I still don’t like the composite key approach. Composite keys require you to mess with serialization of ids and don’t describe the nature of relationships. What happens when eventually you want to serialize one model to two different endpoints through two different adapters. Keeping the id canonical and then using the adapters url handling seems like a much cleaner approach that doing string interpolation and creating composite keys.

Also, what happens when you change the relationship? How do you keep the composite id working?

var comment = store.find('comment', '/post/1/comments/10')
var otherPost = store.find('post', 15)
comment.set('post', otherPost)

//Now you get into a state where
comment.get('id') -> '/post/1/comments/10'
comment.get('post.id')  -> 15

#17

Why not lookup nested resources through their parent? This would allow us to reuse the existing API, it would just be relative to a resource instead of the store i.e.

var post = store.find('post', 1);
var comment = post.find('comment', 1)
var comments = post.find('comment', { user_id: author.id })

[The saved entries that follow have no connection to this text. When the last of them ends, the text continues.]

enum WorkerMessage<S> {
    Accepted(Box<S>),
    Rejected(SampleRejection),
}

/// Which corpus a build produces.
#[derive(Debug, Clone, Copy, PartialEq, Eq)]
enum CorpusKind {
    /// Aligned feature tuples; needs the acoustic model.
    Features,
    /// Tokens, mel and waveform for training the aligner itself.
    Aligner,
}

/// Builds a corpus from a transcript map using a pool of worker threads.
pub struct ParallelCacheBuilder {
    config: PipelineConfig,
    models: ModelSet,
    dsp: Arc<dyn SignalProcessor>,
    work_dir: Option<PathBuf>,
    state: BuildState,
}
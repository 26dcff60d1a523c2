//! Per-token prosody features derived from a forced alignment.
//!
//! The duration extractor turns an attention matrix into frame counts; pitch
//! and energy are computed per mel frame and averaged over the frames each
//! token owns. All three use [`token_spans`] so their outputs stay
//! index-aligned with the token sequence.

pub mod duration;
pub mod energy;
pub mod pitch;

use std::ops::Range;

pub use duration::DurationExtractor;
pub use energy::EnergyExtractor;
pub use pitch::PitchExtractor;

/// Mel-frame range owned by each token.
///
/// Durations are in decoder steps, so every step covers `reduction_factor`
/// mel frames. Spans are clipped to `n_frames`; frames past the last span
/// belong to no token.
pub fn token_spans(duration: &[u32], reduction_factor: usize, n_frames: usize) -> Vec<Range<usize>> {
    let mut start = 0usize;
    duration
        .iter()
        .map(|&d| {
            let end = start + d as usize * reduction_factor;
            let span = start.min(n_frames)..end.min(n_frames);
            start = end;
            span
        })
        .collect()
}

/// Mean of the frame values in each span, counting only values accepted by
/// `keep`. Spans with nothing to average yield `0.0`.
pub(crate) fn average_spans<F>(frames: &[f32], spans: &[Range<usize>], keep: F) -> Vec<f32>
where
    F: Fn(f32) -> bool,
{
    spans
        .iter()
        .map(|span| {
            let end = span.end.min(frames.len());
            let start = span.start.min(end);
            let (sum, count) = frames[start..end]
                .iter()
                .filter(|&&v| keep(v))
                .fold((0f32, 0usize), |(s, c), &v| (s + v, c + 1));
            if count == 0 {
                0.0
            } else {
                sum / count as f32
            }
        })
        .collect()
}

#[cfg(test)]
mod tests {
    use super::*;

    #[test]
    fn spans_scale_by_reduction_factor() {
        let spans = token_spans(&[1, 0, 2], 2, 100);
        assert_eq!(spans, vec![0..2, 2..2, 2..6]);
    }

    #[test]
    fn spans_are_clipped_to_frame_count() {
        let spans = token_spans(&[3, 3, 3], 1, 7);
        assert_eq!(spans, vec![0..3, 3..6, 6..7]);
    }

    #[test]
    fn average_skips_filtered_values() {
        let frames = [0.0, 2.0, 4.0, 0.0, 0.0];
        let spans = vec![0..3, 3..5, 5..5];
        assert_eq!(average_spans(&frames, &spans, |v| v > 0.0), vec![3.0, 0.0, 0.0]);
    }
}
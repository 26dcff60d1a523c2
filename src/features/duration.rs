use ndarray::ArrayView2;

use crate::error::SampleRejection;
use crate::validator::check_zero_durations;

/// Converts a teacher-forced attention map into per-token durations.
#[derive(Debug, Clone, Copy)]
pub struct DurationExtractor {
    reduction_factor: usize,
}

impl DurationExtractor {
    pub fn new(reduction_factor: usize) -> Self {
        Self {
            reduction_factor: reduction_factor.max(1),
        }
    }

    /// `alignment` is shaped `[text positions x time frames]`.
    ///
    /// Every frame goes to the position with the largest attention weight;
    /// the per-position frame counts are divided by the reduction factor and
    /// rounded. Alignments that leave more than
    /// [`MAX_ZERO_DURATIONS`](crate::validator::MAX_ZERO_DURATIONS) tokens
    /// without frames are rejected as degenerate.
    pub fn extract(&self, alignment: ArrayView2<'_, f32>) -> Result<Vec<u32>, SampleRejection> {
        let (positions, frames) = alignment.dim();
        if positions == 0 || frames == 0 {
            return Err(SampleRejection::Inconsistent(format!(
                "empty alignment matrix [{positions} x {frames}]"
            )));
        }

        let mut counts = vec![0usize; positions];
        for column in alignment.columns() {
            let best = column
                .iter()
                .enumerate()
                .max_by(|a, b| a.1.total_cmp(b.1))
                .map(|(i, _)| i)
                .unwrap_or(0);
            counts[best] += 1;
        }

        let r = self.reduction_factor as f64;
        let durations: Vec<u32> = counts
            .into_iter()
            .map(|c| (c as f64 / r).round() as u32)
            .collect();

        check_zero_durations(&durations)?;
        Ok(durations)
    }
}

#[cfg(test)]
mod tests {
    use super::*;
    use ndarray::Array2;

    /// Diagonal-ish alignment: position `i` wins the frames listed in `owners`.
    fn alignment(positions: usize, owners: &[usize]) -> Array2<f32> {
        let mut att = Array2::<f32>::from_elem((positions, owners.len()), 0.01);
        for (frame, &pos) in owners.iter().enumerate() {
            att[[pos, frame]] = 0.9;
        }
        att
    }

    #[test]
    fn counts_frames_per_position() {
        let att = alignment(3, &[0, 0, 1, 2, 2, 2]);
        let d = DurationExtractor::new(1).extract(att.view()).expect("valid");
        assert_eq!(d, vec![2, 1, 3]);
        assert_eq!(d.iter().sum::<u32>() as usize, att.ncols());
    }

    #[test]
    fn divides_by_reduction_factor_with_rounding() {
        let att = alignment(3, &[0, 0, 0, 0, 1, 1, 1, 2, 2, 2, 2, 2, 2]);
        let d = DurationExtractor::new(2).extract(att.view()).expect("valid");
        // 4/2 = 2, 3/2 = 1.5 -> 2, 6/2 = 3
        assert_eq!(d, vec![2, 2, 3]);
    }

    #[test]
    fn four_zero_durations_are_tolerated() {
        let att = alignment(6, &[0, 0, 1, 1]);
        let d = DurationExtractor::new(1).extract(att.view()).expect("4 zeros allowed");
        assert_eq!(d.iter().filter(|&&x| x == 0).count(), 4);
    }

    #[test]
    fn five_zero_durations_are_degenerate() {
        let att = alignment(7, &[0, 0, 1, 1]);
        let err = DurationExtractor::new(1)
            .extract(att.view())
            .expect_err("5 zeros rejected");
        assert_eq!(
            err,
            SampleRejection::DegenerateAlignment {
                zero_durations: 5,
                max: 4
            }
        );
    }

    #[test]
    fn empty_alignment_is_rejected() {
        let att = Array2::<f32>::zeros((0, 5));
        assert!(DurationExtractor::new(1).extract(att.view()).is_err());
    }
}
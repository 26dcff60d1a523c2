//! Entry point: load a cached corpus or build and cache a new one.

use std::path::PathBuf;

use crate::builder::{BuildReport, ParallelCacheBuilder};
use crate::cache::{CachedCorpus, DatasetCache};
use crate::config::PipelineConfig;
use crate::dataset::{AlignerCorpus, FeatureDataset};
use crate::error::CorpusError;
use crate::models::ModelSet;
use crate::transcripts::TranscriptMap;

/// Ties builder and cache together for one cache key.
pub struct CorpusPipeline {
    config: PipelineConfig,
    models: ModelSet,
    cache: DatasetCache,
    cache_key: String,
}

impl CorpusPipeline {
    pub fn new(
        config: PipelineConfig,
        models: ModelSet,
        cache_root: impl Into<PathBuf>,
        cache_key: impl Into<String>,
    ) -> Result<Self, CorpusError> {
        config.validate()?;
        let cache = DatasetCache::new(cache_root, &config);
        Ok(Self {
            config,
            models,
            cache,
            cache_key: cache_key.into(),
        })
    }

    pub fn config(&self) -> &PipelineConfig {
        &self.config
    }

    pub fn cache(&self) -> &DatasetCache {
        &self.cache
    }

    pub fn cache_key(&self) -> &str {
        &self.cache_key
    }

    /// Return the cached corpus if there is one, building it otherwise.
    ///
    /// A cache hit spawns no workers and loads no models.
    pub fn open(&self, transcripts: &TranscriptMap) -> Result<FeatureDataset, CorpusError> {
        if self.config.rebuild || !self.cache.exists(&self.cache_key) {
            return self.rebuild(transcripts);
        }

        match self.cache.load(&self.cache_key) {
            Ok(cached) => wrap(cached),
            Err(e @ CorpusError::CorruptCache { .. }) if self.config.rebuild_on_corrupt_cache => {
                log::warn!("{e}; rebuilding");
                self.cache.remove(&self.cache_key)?;
                self.rebuild(transcripts)
            }
            Err(e) => Err(e),
        }
    }

    /// Build from scratch and overwrite whatever is cached.
    pub fn rebuild(&self, transcripts: &TranscriptMap) -> Result<FeatureDataset, CorpusError> {
        let (dataset, _) = self.rebuild_with_report(transcripts)?;
        Ok(dataset)
    }

    /// Like [`rebuild`](Self::rebuild), also returning the build statistics.
    pub fn rebuild_with_report(
        &self,
        transcripts: &TranscriptMap,
    ) -> Result<(FeatureDataset, BuildReport), CorpusError> {
        let mut builder = ParallelCacheBuilder::new(self.config.clone(), self.models.clone())
            .with_work_dir(self.cache.dir(&self.cache_key));
        let (cached, report) = builder.build(transcripts, self.config.worker_count)?;
        self.cache.save(&self.cache_key, &cached)?;
        Ok((wrap(cached)?, report))
    }

    /// Return the cached aligner corpus if there is one, building it
    /// otherwise. Follows the same rebuild rules as [`open`](Self::open).
    pub fn open_aligner_corpus(
        &self,
        transcripts: &TranscriptMap,
    ) -> Result<AlignerCorpus, CorpusError> {
        if self.config.rebuild || !self.cache.aligner_exists(&self.cache_key) {
            return self.rebuild_aligner_corpus(transcripts);
        }

        match self.cache.load_aligner(&self.cache_key) {
            Ok(corpus) => Ok(corpus),
            Err(e @ CorpusError::CorruptCache { .. }) if self.config.rebuild_on_corrupt_cache => {
                log::warn!("{e}; rebuilding");
                self.cache.remove_aligner(&self.cache_key)?;
                self.rebuild_aligner_corpus(transcripts)
            }
            Err(e) => Err(e),
        }
    }

    /// Build the aligner corpus from scratch and overwrite its cache file.
    pub fn rebuild_aligner_corpus(
        &self,
        transcripts: &TranscriptMap,
    ) -> Result<AlignerCorpus, CorpusError> {
        let mut builder = ParallelCacheBuilder::new(self.config.clone(), self.models.clone())
            .with_work_dir(self.cache.dir(&self.cache_key));
        let (corpus, _) = builder.build_aligner_corpus(transcripts, self.config.worker_count)?;
        self.cache.save_aligner(&self.cache_key, &corpus)?;
        Ok(corpus)
    }
}

fn wrap(cached: CachedCorpus) -> Result<FeatureDataset, CorpusError> {
    match cached.waveforms {
        Some(waveforms) => FeatureDataset::with_waveforms(cached.corpus, waveforms),
        None => Ok(FeatureDataset::new(cached.corpus)),
    }
}

#[cfg(test)]
mod tests {
    use std::fs;
    use std::sync::atomic::{AtomicUsize, Ordering};
    use std::sync::Arc;

    use super::*;
    use crate::audio::normalizer::NORMALIZED_DIR;
    use crate::builder::test_support::{corpus_on_disk, counting_models, fast_config, init_logging};

    fn pipeline(
        root: &std::path::Path,
        config: PipelineConfig,
        loads: &Arc<AtomicUsize>,
    ) -> CorpusPipeline {
        CorpusPipeline::new(config, counting_models(Arc::clone(loads)), root, "corpus")
            .expect("valid config")
    }

    #[test]
    fn second_open_hits_the_cache() {
        let data = tempfile::tempdir().expect("tempdir");
        let cache = tempfile::tempdir().expect("tempdir");
        let transcripts = corpus_on_disk(data.path(), 6);
        let loads = Arc::new(AtomicUsize::new(0));
        let pipeline = pipeline(cache.path(), fast_config(), &loads);

        let first = pipeline.open(&transcripts).expect("build");
        let built_with = loads.load(Ordering::SeqCst);
        assert!(built_with > 0);
        assert!(pipeline.cache().exists("corpus"));

        let second = pipeline.open(&transcripts).expect("load");
        assert_eq!(loads.load(Ordering::SeqCst), built_with);
        assert_eq!(first.corpus(), second.corpus());
    }

    #[test]
    fn hundred_samples_on_four_workers() {
        init_logging();
        let data = tempfile::tempdir().expect("tempdir");
        let cache = tempfile::tempdir().expect("tempdir");
        let transcripts = corpus_on_disk(data.path(), 100);
        let loads = Arc::new(AtomicUsize::new(0));
        let config = PipelineConfig {
            worker_count: 4,
            progress_interval: 25,
            ..fast_config()
        };

        let pipeline = pipeline(cache.path(), config, &loads);
        let (dataset, report) = pipeline.rebuild_with_report(&transcripts).expect("build");

        assert_eq!(dataset.len(), 100);
        assert_eq!(report.workers.len(), 4);
        assert!(report.workers.iter().all(|w| w.assigned == 25 && w.completed));
        assert_eq!(loads.load(Ordering::SeqCst), 4);
        for sample in dataset.iter() {
            assert_eq!(
                sample.duration.iter().map(|&d| d as usize).sum::<usize>(),
                sample.mel_len
            );
        }

        let reopened = pipeline.open(&transcripts).expect("reload");
        assert_eq!(reopened.corpus(), dataset.corpus());
        assert_eq!(loads.load(Ordering::SeqCst), 4);
    }

    #[test]
    fn corrupt_cache_is_reported_then_rebuilt_on_request() {
        init_logging();
        let data = tempfile::tempdir().expect("tempdir");
        let cache = tempfile::tempdir().expect("tempdir");
        let transcripts = corpus_on_disk(data.path(), 3);
        let loads = Arc::new(AtomicUsize::new(0));

        let strict = pipeline(cache.path(), fast_config(), &loads);
        strict.open(&transcripts).expect("build");
        fs::write(strict.cache().path("corpus"), b"TTSCRP02 garbage").expect("corrupt");
        assert!(matches!(
            strict.open(&transcripts),
            Err(CorpusError::CorruptCache { .. })
        ));
        assert_eq!(strict.rebuild(&transcripts).expect("forced").len(), 3);

        fs::write(strict.cache().path("corpus"), b"junk").expect("corrupt again");
        let lenient = pipeline(
            cache.path(),
            PipelineConfig {
                rebuild_on_corrupt_cache: true,
                ..fast_config()
            },
            &loads,
        );
        assert_eq!(lenient.open(&transcripts).expect("fallback").len(), 3);
        assert!(lenient.cache().load("corpus").is_ok());
    }

    #[test]
    fn rebuild_flag_ignores_existing_cache() {
        let data = tempfile::tempdir().expect("tempdir");
        let cache = tempfile::tempdir().expect("tempdir");
        let transcripts = corpus_on_disk(data.path(), 2);
        let loads = Arc::new(AtomicUsize::new(0));

        pipeline(cache.path(), fast_config(), &loads)
            .open(&transcripts)
            .expect("build");
        let before = loads.load(Ordering::SeqCst);

        let config = PipelineConfig {
            rebuild: true,
            ..fast_config()
        };
        pipeline(cache.path(), config, &loads)
            .open(&transcripts)
            .expect("rebuild");
        assert!(loads.load(Ordering::SeqCst) > before);
    }

    #[test]
    fn intermediates_are_written_and_reused() {
        let data = tempfile::tempdir().expect("tempdir");
        let cache = tempfile::tempdir().expect("tempdir");
        let transcripts = corpus_on_disk(data.path(), 2);
        let loads = Arc::new(AtomicUsize::new(0));
        let config = PipelineConfig {
            persist_intermediates: true,
            ..fast_config()
        };

        let pipeline = pipeline(cache.path(), config, &loads);
        let first = pipeline.rebuild(&transcripts).expect("build");
        let normalized = pipeline.cache().dir("corpus").join(NORMALIZED_DIR);
        assert_eq!(fs::read_dir(&normalized).expect("intermediates").count(), 2);

        // Drop the sources; the second build runs from the intermediates.
        for path in transcripts.keys() {
            fs::remove_file(path).expect("remove source");
        }
        let second = pipeline.rebuild(&transcripts).expect("rebuild");
        assert_eq!(second.len(), first.len());
    }

    #[test]
    fn retained_waveforms_survive_the_cache() {
        let data = tempfile::tempdir().expect("tempdir");
        let cache = tempfile::tempdir().expect("tempdir");
        let transcripts = corpus_on_disk(data.path(), 2);
        let loads = Arc::new(AtomicUsize::new(0));
        let config = PipelineConfig {
            retain_waveforms: true,
            ..fast_config()
        };

        let pipeline = pipeline(cache.path(), config, &loads);
        pipeline.open(&transcripts).expect("build");
        let reopened = pipeline.open(&transcripts).expect("load");
        let wave = reopened.waveform(0).expect("in range").expect("retained");
        // 1.5 s at 8 kHz, minus any trimmed edge zeros.
        assert!((11_990..=12_000).contains(&wave.len()), "{}", wave.len());
    }

    #[test]
    fn invalid_config_is_rejected_up_front() {
        let loads = Arc::new(AtomicUsize::new(0));
        let config = PipelineConfig {
            reduction_factor: 0,
            ..fast_config()
        };
        assert!(matches!(
            CorpusPipeline::new(config, counting_models(loads), "unused", "k"),
            Err(CorpusError::Config(_))
        ));
    }

    #[test]
    fn aligner_corpus_is_cached_next_to_the_features() {
        let data = tempfile::tempdir().expect("tempdir");
        let cache = tempfile::tempdir().expect("tempdir");
        let transcripts = corpus_on_disk(data.path(), 3);
        let loads = Arc::new(AtomicUsize::new(0));
        let pipeline = pipeline(cache.path(), fast_config(), &loads);

        let built = pipeline.open_aligner_corpus(&transcripts).expect("build");
        assert_eq!(built.len(), 3);
        assert!(pipeline.cache().aligner_exists("corpus"));
        assert!(!pipeline.cache().exists("corpus"));
        assert_eq!(loads.load(Ordering::SeqCst), 0);

        for path in transcripts.keys() {
            fs::remove_file(path).expect("remove source");
        }
        let reopened = pipeline.open_aligner_corpus(&transcripts).expect("load");
        assert_eq!(reopened, built);
    }

    #[test]
    fn changed_feature_settings_force_a_rebuild_when_allowed() {
        let data = tempfile::tempdir().expect("tempdir");
        let cache = tempfile::tempdir().expect("tempdir");
        let transcripts = corpus_on_disk(data.path(), 2);
        let loads = Arc::new(AtomicUsize::new(0));
        pipeline(cache.path(), fast_config(), &loads)
            .open(&transcripts)
            .expect("build");

        let fewer_bins = PipelineConfig {
            mel_bins: 16,
            ..fast_config()
        };
        assert!(matches!(
            pipeline(cache.path(), fewer_bins.clone(), &loads).open(&transcripts),
            Err(CorpusError::CorruptCache { .. })
        ));

        let lenient = pipeline(
            cache.path(),
            PipelineConfig {
                rebuild_on_corrupt_cache: true,
                ..fewer_bins
            },
            &loads,
        );
        let rebuilt = lenient.open(&transcripts).expect("rebuild");
        assert!(rebuilt.iter().all(|s| s.mel.ncols() == 16));
    }
}
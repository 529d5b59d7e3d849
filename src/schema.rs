use chrono::NaiveDate;
use rust_decimal::Decimal;
use serde::{Deserialize, Serialize};
use std::collections::BTreeMap;
use std::fmt;

use crate::error::{BudgetError, Result};

/// A signed magnitude in a single currency.
#[derive(Debug, Clone, PartialEq, Eq, Serialize, Deserialize)]
pub struct Amount {
    pub number: Decimal,
    pub currency: String,
}

impl Amount {
    pub fn new(number: Decimal, currency: impl Into<String>) -> Self {
        Self {
            number,
            currency: currency.into(),
        }
    }

    /// Parses an amount literal of the form `"<number> <currency>"`.
    ///
    /// Exactly two whitespace-separated tokens are accepted; anything else is
    /// rejected so that callers can drop the offending declaration.
    pub fn parse(literal: &str) -> Result<Self> {
        let tokens: Vec<&str> = literal.split_whitespace().collect();
        let [number, currency] = tokens.as_slice() else {
            return Err(BudgetError::InvalidAmount(literal.to_string()));
        };
        let number = number
            .parse::<Decimal>()
            .map_err(|_| BudgetError::InvalidAmount(literal.to_string()))?;
        Ok(Self::new(number, *currency))
    }
}

impl fmt::Display for Amount {
    fn fmt(&self, f: &mut fmt::Formatter<'_>) -> fmt::Result {
        write!(f, "{} {}", self.number, self.currency)
    }
}

/// Per-currency accumulation of signed magnitudes.
///
/// Each currency key appears once; accumulation is plain addition and never
/// resets mid-computation.
#[derive(Debug, Clone, Default, PartialEq, Eq, Serialize, Deserialize)]
pub struct Inventory {
    balances: BTreeMap<String, Decimal>,
}

impl Inventory {
    pub fn new() -> Self {
        Self::default()
    }

    pub fn add_amount(&mut self, amount: &Amount) {
        *self
            .balances
            .entry(amount.currency.clone())
            .or_insert(Decimal::ZERO) += amount.number;
    }

    /// Accumulated magnitude in `currency`, zero when the currency is absent.
    pub fn units(&self, currency: &str) -> Decimal {
        self.balances
            .get(currency)
            .copied()
            .unwrap_or(Decimal::ZERO)
    }

    pub fn is_empty(&self) -> bool {
        self.balances.is_empty()
    }

    pub fn currencies(&self) -> impl Iterator<Item = &str> {
        self.balances.keys().map(String::as_str)
    }
}

/// One leg of a transaction: an account name and the units posted to it.
#[derive(Debug, Clone, PartialEq, Serialize, Deserialize)]
pub struct Posting {
    pub account: String,
    pub units: Amount,
}

impl Posting {
    pub fn new(account: impl Into<String>, units: Amount) -> Self {
        Self {
            account: account.into(),
            units,
        }
    }
}

#[derive(Debug, Clone, PartialEq, Serialize, Deserialize)]
pub struct Transaction {
    pub date: NaiveDate,
    #[serde(default, skip_serializing_if = "Option::is_none")]
    pub narration: Option<String>,
    pub postings: Vec<Posting>,
}

impl Transaction {
    pub fn new(date: NaiveDate, postings: Vec<Posting>) -> Self {
        Self {
            date,
            narration: None,
            postings,
        }
    }

    pub fn with_narration(mut self, narration: impl Into<String>) -> Self {
        self.narration = Some(narration.into());
        self
    }
}

/// A typed value carried by a custom directive.
///
/// Amounts arrive either already structured or as a raw literal inside the
/// `Str` case; [`DirectiveValue::to_amount`] is the explicit parse step that
/// bridges the two.
#[derive(Debug, Clone, PartialEq, Serialize, Deserialize)]
#[serde(tag = "kind", content = "value", rename_all = "snake_case")]
pub enum DirectiveValue {
    Str(String),
    Amount(Amount),
    Number(Decimal),
    Date(NaiveDate),
    Bool(bool),
}

impl DirectiveValue {
    pub fn as_str(&self) -> Option<&str> {
        match self {
            Self::Str(s) => Some(s),
            _ => None,
        }
    }

    /// Resolves this value to an amount: structured amounts are returned
    /// as-is, string values are parsed as `"<number> <currency>"` literals,
    /// everything else yields `None`.
    pub fn to_amount(&self) -> Option<Amount> {
        match self {
            Self::Amount(amount) => Some(amount.clone()),
            Self::Str(literal) => Amount::parse(literal).ok(),
            _ => None,
        }
    }
}

/// A non-transaction declaration, e.g. a budget directive.
#[derive(Debug, Clone, PartialEq, Serialize, Deserialize)]
pub struct Custom {
    pub date: NaiveDate,
    pub directive_type: String,
    pub values: Vec<DirectiveValue>,
}

impl Custom {
    pub fn new(
        date: NaiveDate,
        directive_type: impl Into<String>,
        values: Vec<DirectiveValue>,
    ) -> Self {
        Self {
            date,
            directive_type: directive_type.into(),
            values,
        }
    }
}

/// One record of the ledger, in file order.
#[derive(Debug, Clone, PartialEq, Serialize, Deserialize)]
#[serde(tag = "entry", rename_all = "snake_case")]
pub enum LedgerEntry {
    Transaction(Transaction),
    Custom(Custom),
}

impl LedgerEntry {
    pub fn date(&self) -> NaiveDate {
        match self {
            Self::Transaction(txn) => txn.date,
            Self::Custom(custom) => custom.date,
        }
    }

    pub fn as_transaction(&self) -> Option<&Transaction> {
        match self {
            Self::Transaction(txn) => Some(txn),
            _ => None,
        }
    }

    pub fn as_custom(&self) -> Option<&Custom> {
        match self {
            Self::Custom(custom) => Some(custom),
            _ => None,
        }
    }
}

/// A half-open date window `[begin, end)` as supplied by a report filter.
#[derive(Debug, Clone, Copy, PartialEq, Eq, Serialize, Deserialize)]
pub struct DateRange {
    pub begin: NaiveDate,
    pub end: NaiveDate,
}

impl DateRange {
    pub fn new(begin: NaiveDate, end: NaiveDate) -> Result<Self> {
        if end < begin {
            return Err(BudgetError::InvalidDateRange { begin, end });
        }
        Ok(Self { begin, end })
    }
}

Multiple nested resources follows easily…

var tenant = store.find('tenant', 1);
var post = tenant.find('post', 1);
var comment = post.find('comment', 1); 

This also provides a nice way to do pagination against what would otherwise be all or nothing relationships i.e.

var comments = post.find('comment', { page: 1 });

instead of

var comments = post.get('comments');

#18

I think this is a really elegant solution; unfortunately, it doesn’t handle the use case that @terzicigor raised (a valid one, IMO):


#19

Another option would be to mirror the routing API (which after all is also looking up resources), something like:

Adapter = RESTAdapter.extend(function() {
  this.resources("posts", function(){
      this.resources("comments");
  });
});

store.find('comment', post.id, 1)

I realise there’s a few issues here around handling plurality i.e. in the router we define plural and singular routes separately which would be excessive for a RESTAdapter.


#20

Find single model with id AND additional parameters is certainly needed. There are apps that work with 3rd party API-s that are out of developer control and often there is need to use some additional parameters. In addition to nested URL-s I have use cases where I need to define if API returns full record (lot of data) or only part of record (only main fields) and I have to use both queries in my app so it can’t be defined in adapter. I also have reports that have ID-s, but they also have some filters (get sales total report (ID=X) for day Y for client Z etc). Current workaround is doing findQuery and getting first record from array (as there is always only one record), but this is ugly hack. Embedding parameters to ID seems just another dirty hack. I once wrote down some related ideas as an github issue.